Written By: Lieutenant Colonel Edward B. Cummings, USMC-Ret.
The motto that appears on the Great Seal of the United States, E Pluribus Unum (“Out of Many, One”), perfectly describes the invincible American defense line, established by Major General Andrew Jackson, which inflicted massive casualties on a powerful British force at the Battle of New Orleans on 8 January 1815. Fought on the fields of Chalmette Plantation six miles south of the city, the battle was a stunning American victory achieved by a mixed force of Regular Army troops, free blacks, Indians, and militia fighting side-by-side.
It ended an arduous month-long campaign full of other engagements, changes of command, confusion, boldness, timidity, tactical mistakes, timely arrivals of troops, and a huge amount of luck.

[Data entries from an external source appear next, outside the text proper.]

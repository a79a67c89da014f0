//! Reserved words of grammar files
//!
//! A grammar file mixes JavaCC's own reserved words with embedded Java, so both sets are
//! recognized. The lexer matches every word as an identifier first and then looks it up
//! here.

use once_cell::sync::Lazy;
use serde::Serialize;
use std::collections::HashMap;

#[derive(Debug, Clone, Copy, PartialEq, Eq, Hash, Serialize)]
pub enum Keyword {
    // JavaCC / JJTree
    Options,
    Lookahead,
    IgnoreCase,
    ParserBegin,
    ParserEnd,
    Javacode,
    Token,
    SpecialToken,
    More,
    Skip,
    TokenMgrDecls,
    Eof,

    // Java
    Abstract,
    Assert,
    Boolean,
    Break,
    Byte,
    Case,
    Catch,
    Char,
    Class,
    Const,
    Continue,
    Default,
    Do,
    Double,
    Else,
    Enum,
    Extends,
    False,
    Final,
    Finally,
    Float,
    For,
    Goto,
    If,
    Implements,
    Import,
    Instanceof,
    Int,
    Interface,
    Long,
    Native,
    New,
    Null,
    Package,
    Private,
    Protected,
    Public,
    Return,
    Short,
    Static,
    Strictfp,
    Super,
    Switch,
    Synchronized,
    This,
    Throw,
    Throws,
    Transient,
    True,
    Try,
    Void,
    Volatile,
    While,
}

const KEYWORDS: &[(&str, Keyword)] = &[
    ("options", Keyword::Options),
    ("LOOKAHEAD", Keyword::Lookahead),
    ("IGNORE_CASE", Keyword::IgnoreCase),
    ("PARSER_BEGIN", Keyword::ParserBegin),
    ("PARSER_END", Keyword::ParserEnd),
    ("JAVACODE", Keyword::Javacode),
    ("TOKEN", Keyword::Token),
    ("SPECIAL_TOKEN", Keyword::SpecialToken),
    ("MORE", Keyword::More),
    ("SKIP", Keyword::Skip),
    ("TOKEN_MGR_DECLS", Keyword::TokenMgrDecls),
    ("EOF", Keyword::Eof),
    ("abstract", Keyword::Abstract),
    ("assert", Keyword::Assert),
    ("boolean", Keyword::Boolean),
    ("break", Keyword::Break),
    ("byte", Keyword::Byte),
    ("case", Keyword::Case),
    ("catch", Keyword::Catch),
    ("char", Keyword::Char),
    ("class", Keyword::Class),
    ("const", Keyword::Const),
    ("continue", Keyword::Continue),
    ("default", Keyword::Default),
    ("do", Keyword::Do),
    ("double", Keyword::Double),
    ("else", Keyword::Else),
    ("enum", Keyword::Enum),
    ("extends", Keyword::Extends),
    ("false", Keyword::False),
    ("final", Keyword::Final),
    ("finally", Keyword::Finally),
    ("float", Keyword::Float),
    ("for", Keyword::For),
    ("goto", Keyword::Goto),
    ("if", Keyword::If),
    ("implements", Keyword::Implements),
    ("import", Keyword::Import),
    ("instanceof", Keyword::Instanceof),
    ("int", Keyword::Int),
    ("interface", Keyword::Interface),
    ("long", Keyword::Long),
    ("native", Keyword::Native),
    ("new", Keyword::New),
    ("null", Keyword::Null),
    ("package", Keyword::Package),
    ("private", Keyword::Private),
    ("protected", Keyword::Protected),
    ("public", Keyword::Public),
    ("return", Keyword::Return),
    ("short", Keyword::Short),
    ("static", Keyword::Static),
    ("strictfp", Keyword::Strictfp),
    ("super", Keyword::Super),
    ("switch", Keyword::Switch),
    ("synchronized", Keyword::Synchronized),
    ("this", Keyword::This),
    ("throw", Keyword::Throw),
    ("throws", Keyword::Throws),
    ("transient", Keyword::Transient),
    ("true", Keyword::True),
    ("try", Keyword::Try),
    ("void", Keyword::Void),
    ("volatile", Keyword::Volatile),
    ("while", Keyword::While),
];

static BY_WORD: Lazy<HashMap<&'static str, Keyword>> =
    Lazy::new(|| KEYWORDS.iter().copied().collect());

impl Keyword {
    /// Look up a word. Matching is case sensitive, as in JavaCC.
    pub fn from_word(word: &str) -> Option<Keyword> {
        BY_WORD.get(word).copied()
    }

    /// Words that open a Java member declaration; they get a blank line in front of them
    /// when they follow the end of a previous statement or block.
    pub fn is_declaration(&self) -> bool {
        matches!(
            self,
            Keyword::Class
                | Keyword::Public
                | Keyword::Private
                | Keyword::Protected
                | Keyword::Static
                | Keyword::Void
                | Keyword::Synchronized
                | Keyword::Abstract
        )
    }

    /// Keywords that take a parenthesized argument the way a method call does
    pub fn is_call_like(&self) -> bool {
        matches!(
            self,
            Keyword::Lookahead | Keyword::ParserBegin | Keyword::ParserEnd | Keyword::This | Keyword::Super
        )
    }

    /// Java primitive types, which can be followed by array brackets (`int[]`)
    pub fn is_primitive(&self) -> bool {
        matches!(
            self,
            Keyword::Boolean
                | Keyword::Byte
                | Keyword::Char
                | Keyword::Short
                | Keyword::Int
                | Keyword::Long
                | Keyword::Float
                | Keyword::Double
        )
    }

    /// Keywords that open a regular expression section in the grammar body
    pub fn is_regex_section(&self) -> bool {
        matches!(
            self,
            Keyword::Token | Keyword::SpecialToken | Keyword::Skip | Keyword::More
        )
    }

    /// Keywords that open a section whose block is plain Java
    pub fn is_java_section(&self) -> bool {
        matches!(self, Keyword::TokenMgrDecls | Keyword::Javacode)
    }
}

#[cfg(test)]
mod tests {
    use super::*;

    #[test]
    fn test_from_word_is_case_sensitive() {
        assert_eq!(Keyword::from_word("LOOKAHEAD"), Some(Keyword::Lookahead));
        assert_eq!(Keyword::from_word("lookahead"), None);
        assert_eq!(Keyword::from_word("options"), Some(Keyword::Options));
        assert_eq!(Keyword::from_word("OPTIONS"), None);
    }

    #[test]
    fn test_every_keyword_is_found() {
        for (word, keyword) in KEYWORDS {
            assert_eq!(Keyword::from_word(word), Some(*keyword));
        }
    }

    #[test]
    fn test_declaration_keywords() {
        assert!(Keyword::Public.is_declaration());
        assert!(Keyword::Void.is_declaration());
        assert!(!Keyword::Final.is_declaration());
        assert!(!Keyword::Lookahead.is_declaration());
    }

    #[test]
    fn test_primitive_keywords() {
        assert!(Keyword::Int.is_primitive());
        assert!(Keyword::Boolean.is_primitive());
        assert!(!Keyword::Void.is_primitive());
        assert!(!Keyword::Class.is_primitive());
    }
}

The victory was made possible by an unlikely combination of oddly disparate forces, British logistic oversights and tactical caution, and superior American backwoods marksmanship.The battle marked the last land battle against the British in an unpopular war that had nearly succeeded in dividing the United States almost fifty years before the Civil War.
The victory at Chalmette was a dramatic reversal of a war record beginning in 1812 that had seen few American victories, most of these in naval battles. From the day the Battle of New Orleans was won until the news of Union victories at Vicksburg and Gettysburg in July 1863, each anniversary of that victory at Chalmette was a day of national celebration with fireworks and parades, much like the present observance of Independence Day on 4 July.
Like many of history’s pivotal moments, however, the campaign that ended in a forty-minute one-sided battle along the Rodriguez Canal at Chalmette was, in the Duke of Wellington’s famous words describing his victory at Waterloo over Napoleon later that same summer, “a damn close run thing.” Somehow, with personal diplomacy, entreaties, deals, and characteristic fiery persuasiveness, Andrew Jackson had managed to assemble over 5,000 men to oppose a strong British force of nearly 8,000 redcoats advancing upriver toward New Orleans. Publicly calling the invading British the “common enemy of mankind,”
Jackson gathered an unlikely force of local New Orleans and Louisiana militiamen, many of whom were decendants of French settlers, Baratarian pirates under Jean Lafitte, Regular Army troops, U.S. Marines, militia from Tennessee, Kentucky, and Mississippi, and a company of New Orleans businessmen and “free men of color.” Representing merchant, pirate, and patriotic motivations—many of them self-serving and local rather than nationalistic—this force fought with incredible efficiency against a formidable British infantry attack, inflicting over 2,000 casualties in less than forty minutes. Neither side in the War of 1812 had a fully committed civilian populace or an adequate military force available for ambitious plans in the battle areas.
The fledgling United States had surprisingly declared war on England two days after the British Parliament had passed a resolution restricting the Royal Navy from impressing American sailors from merchant ships on the high seas. This was the Americans’ primary grievance against England and a declared cause for war. The New England states, much dependent on a prosperous trade with England with their fast, Yankee-built merchant ships, opposed the war from the outset.
This potential defection of New England from the war effort gave the British some hope that an operation, once again pushed southward from Canada down Lake Champlain, as a similar campaign during the American Revolution had intended, would split the United Sates politically and militarily. Heavily committed to a European military land and sea struggle to defeat Napoleon once and for all, England could not effectively concentrate a simultaneous effort of huge logistic complexity across the Atlantic at least until late 1814.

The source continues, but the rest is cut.